Collected data entries
== Segment start ==

//! Interactive, menu-driven file explorer.
//!
//! The library holds everything but argument parsing glue: the traversal
//! engine and filesystem primitives (`fs_op`), the session state and action
//! log (`app`), text rendering (`ui`) and the menu loop (`runner`).

pub mod app;
pub mod cli;
pub mod errors;
pub mod fs_op;
pub mod logging;
pub mod runner;
pub mod ui;

pub use crate::app::{Explorer, Settings};
pub use crate::fs_op::{DirectoryEntry, EntryKind, FsOpError, Traversal, TraversalEvent, TraversalMode};
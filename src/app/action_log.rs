//! Record of filesystem-mutating actions.
//!
//! The explorer reports every successful mutation to an [`ActionSink`]. The
//! default sink, [`FileActionLog`], appends one human-readable line per
//! action to a text file. Recording is best-effort: a sink never fails or
//! blocks the operation it describes.

use std::fmt;
use std::fs::OpenOptions;
use std::io::Write;
use std::path::{Path, PathBuf};

use chrono::Local;

use crate::ui::format::format_time;

/// Kind of mutation being recorded.
#[derive(Debug, Clone, Copy, PartialEq, Eq)]
pub enum ActionKind {
    Create,
    Delete,
    Rename,
    Copy,
    Chmod,
}

impl fmt::Display for ActionKind {
    fn fmt(&self, f: &mut fmt::Formatter<'_>) -> fmt::Result {
        let s = match self {
            ActionKind::Create => "create",
            ActionKind::Delete => "delete",
            ActionKind::Rename => "rename",
            ActionKind::Copy => "copy",
            ActionKind::Chmod => "chmod",
        };
        f.write_str(s)
    }
}

/// Destination for action records.
pub trait ActionSink {
    /// Record that `kind` was applied to `subject`. `detail` is the
    /// human-readable description, e.g. `Created file: notes.txt`.
    fn record(&self, kind: ActionKind, subject: &Path, detail: &str);
}

/// Discards every record.
#[derive(Debug, Default, Clone, Copy)]
pub struct NullSink;

impl ActionSink for NullSink {
    fn record(&self, _kind: ActionKind, _subject: &Path, _detail: &str) {}
}

/// Appends `<timestamp> - <detail>` lines to a file.
#[derive(Debug, Clone)]
pub struct FileActionLog {
    path: PathBuf,
}

impl FileActionLog {
    pub fn new(path: impl Into<PathBuf>) -> Self {
        FileActionLog { path: path.into() }
    }

    pub fn path(&self) -> &Path {
        &self.path
    }

    fn append(&self, line: &str) -> std::io::Result<()> {
        let mut f = OpenOptions::new().create(true).append(true).open(&self.path)?;
        writeln!(f, "{}", line)
    }
}

/// Render one log line.
pub fn format_log_line(detail: &str) -> String {
    format!("{} - {}", format_time(&Local::now()), detail)
}

impl ActionSink for FileActionLog {
    fn record(&self, kind: ActionKind, subject: &Path, detail: &str) {
        tracing::info!(action = %kind, subject = %subject.display(), "{}", detail);
        if let Err(e) = self.append(&format_log_line(detail)) {
            tracing::warn!(log = %self.path.display(), error = %e, "could not append to action log");
        }
    }
}
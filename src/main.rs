use anyhow::Result;
use clap::Parser;

use file_explorer::app::{ActionSink, FileActionLog, NullSink};
use file_explorer::cli::Cli;
use file_explorer::{logging, runner};

fn main() -> Result<()> {
    let cli = Cli::parse();
    let settings = cli.settings()?;
    let _log_guard = logging::init(&settings)?;

    let start_dir = cli.start_dir()?;
    let sink: Box<dyn ActionSink> = if cli.no_action_log {
        Box::new(NullSink)
    } else {
        Box::new(FileActionLog::new(start_dir.join(&settings.action_log)))
    };

    runner::run_app(start_dir, &settings, sink)
}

== Segment end ==

§ Directions
Pull out each line of the records holding the string "NullSink".

§ Output for this exercise
pub struct NullSink;
impl ActionSink for NullSink {
use file_explorer::app::{ActionSink, FileActionLog, NullSink};
        Box::new(NullSink)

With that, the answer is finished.